Imaging Ellipsometry Tracks MXene Thin-Film Quality During Fabrication without Damage

MXenes have emerged as a versatile class of two‑dimensional conductors, promising breakthroughs in photodetectors, energy storage and flexible circuitry. Yet their ultra‑thin nature makes conventional metrology—often invasive or low‑resolution—unsuitable for the tight tolerances required in high‑volume manufacturing. The lack of a reliable, non‑destructive inspection tool has slowed the transition from laboratory prototypes to commercial lines, as manufacturers struggle to detect sub‑nanometer thickness variations and localized conductivity drops that can cripple device yield.

Imaging ellipsometry bridges that gap by exploiting the polarization change of reflected light to extract quantitative film parameters across a wide field of view. The study leverages spectroscopic micro‑ellipsometry (SME) for rapid, high‑precision point measurements and imaging spectroscopic ellipsometry (ISE) for full‑device mapping with lateral resolution down to 1 µm. This dual‑mode workflow delivers real‑time feedback on thickness, composition and charge‑transport properties without contacting the sample, allowing engineers to monitor each lithographic step—especially photoresist development—where traditional probes would risk damage or contamination. The ability to correlate optical signatures with functional performance offers a powerful diagnostic for process optimization.

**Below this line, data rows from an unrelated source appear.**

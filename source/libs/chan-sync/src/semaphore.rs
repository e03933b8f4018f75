// Copyright 2026 Open Nexus OS Contributors
// SPDX-License-Identifier: Apache-2.0

use parking_lot::{Condvar, Mutex};

use crate::wait::park_while;
use crate::{Deadline, Interrupter, WaitError};

/// Counting semaphore whose acquire can time out or be interrupted.
///
/// Releasing a permit wakes exactly one waiter.
pub struct Semaphore {
    permits: Mutex<usize>,
    available: Condvar,
}

impl Semaphore {
    pub fn new(permits: usize) -> Self {
        Self { permits: Mutex::new(permits), available: Condvar::new() }
    }

    /// Semaphore with a single permit, usable as a sleeping lock.
    pub fn binary() -> Self {
        Self::new(1)
    }

    pub fn available_permits(&self) -> usize {
        *self.permits.lock()
    }

    pub fn try_acquire(&self) -> Option<SemaphorePermit<'_>> {
        let mut permits = self.permits.lock();
        if *permits == 0 {
            return None;
        }
        *permits -= 1;
        Some(SemaphorePermit { sem: self })
    }

    /// Waits for a permit until `deadline`, or until `interrupt` is raised.
    pub fn acquire(
        &self,
        deadline: Deadline,
        interrupt: Option<&Interrupter>,
    ) -> Result<SemaphorePermit<'_>, WaitError> {
        let mut permits = self.permits.lock();
        park_while(&self.available, &mut permits, deadline, interrupt, |p| *p == 0)?;
        *permits -= 1;
        Ok(SemaphorePermit { sem: self })
    }

    /// Returns a permit taken earlier with [`SemaphorePermit::forget`].
    pub fn release(&self) {
        let mut permits = self.permits.lock();
        *permits = permits.saturating_add(1);
        self.available.notify_one();
    }
}

/// Held permit; returned to the semaphore on drop.
#[must_use = "dropping the permit releases it immediately"]
pub struct SemaphorePermit<'a> {
    sem: &'a Semaphore,
}

impl SemaphorePermit<'_> {
    /// Keeps the permit checked out; pair with [`Semaphore::release`].
    pub fn forget(self) {
        core::mem::forget(self);
    }
}

impl Drop for SemaphorePermit<'_> {
    fn drop(&mut self) {
        self.sem.release();
    }
}
// Copyright 2026 Open Nexus OS Contributors
// SPDX-License-Identifier: Apache-2.0

//! External event sources feeding a channel from outside any session.
//!
//! A source plays the role of a device interrupt: it pushes bytes through
//! [`Channel::deliver`], which wakes blocked readers.

use std::sync::Arc;
use std::thread::{self, JoinHandle};
use std::time::{Duration, Instant};

use log::{debug, info, warn};
use parking_lot::{Condvar, Mutex};

use crate::channel::Channel;

/// Producer that runs independently of sessions once started.
pub trait EventSource {
    fn start(self, channel: Channel) -> EventHandle;
}

#[derive(Default)]
struct StopSignal {
    stopped: Mutex<bool>,
    cv: Condvar,
}

impl StopSignal {
    fn raise(&self) {
        *self.stopped.lock() = true;
        self.cv.notify_all();
    }

    /// Sleeps until `until` or a stop request; `true` when stopped.
    fn sleep_until(&self, until: Instant) -> bool {
        let mut stopped = self.stopped.lock();
        while !*stopped {
            if self.cv.wait_until(&mut stopped, until).timed_out() {
                break;
            }
        }
        *stopped
    }
}

/// Running source; stops it on `stop` or drop.
pub struct EventHandle {
    stop: Arc<StopSignal>,
    worker: Option<JoinHandle<u64>>,
}

impl EventHandle {
    /// Stops the source and returns how many deliveries succeeded.
    pub fn stop(mut self) -> u64 {
        self.shutdown()
    }

    fn shutdown(&mut self) -> u64 {
        self.stop.raise();
        match self.worker.take().map(JoinHandle::join) {
            Some(Ok(delivered)) => delivered,
            Some(Err(_)) => {
                warn!("chardev-chan: event source thread panicked");
                0
            }
            None => 0,
        }
    }
}

impl Drop for EventHandle {
    fn drop(&mut self) {
        self.shutdown();
    }
}

/// Delivers a fixed payload every `period`, like a periodic device interrupt.
#[derive(Clone, Debug)]
pub struct IntervalSource {
    period: Duration,
    payload: Vec<u8>,
    limit: Option<u64>,
}

impl IntervalSource {
    pub fn new(period: Duration, payload: impl Into<Vec<u8>>) -> Self {
        Self { period, payload: payload.into(), limit: None }
    }

    /// Stops on its own after `count` delivery attempts.
    pub fn with_limit(mut self, count: u64) -> Self {
        self.limit = Some(count);
        self
    }
}

impl EventSource for IntervalSource {
    fn start(self, channel: Channel) -> EventHandle {
        let stop = Arc::new(StopSignal::default());
        let signal = Arc::clone(&stop);
        info!("chardev-chan: interval source every {:?}", self.period);
        let worker = thread::spawn(move || {
            let mut delivered = 0u64;
            let mut attempts = 0u64;
            let mut next = Instant::now() + self.period;
            while !signal.sleep_until(next) {
                next += self.period;
                attempts += 1;
                match channel.deliver(&self.payload) {
                    Ok(_) => delivered += 1,
                    Err(err) => debug!("chardev-chan: interval delivery dropped: {err}"),
                }
                if self.limit.is_some_and(|limit| attempts >= limit) {
                    break;
                }
            }
            delivered
        });
        EventHandle { stop, worker: Some(worker) }
    }
}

The broader impact extends beyond MXenes. Because ellipsometry is material‑agnostic, the same platform can be deployed for graphene, transition‑metal dichalcogenides and other emerging 2‑D systems, standardizing thin‑film quality control across the semiconductor supply chain. Early interest from international labs and the open invitation for collaborations suggest rapid uptake in both academic and industrial settings. As manufacturers aim for higher yields and tighter specifications, imaging ellipsometry is poised to become a cornerstone of next‑generation thin‑film fabrication workflows.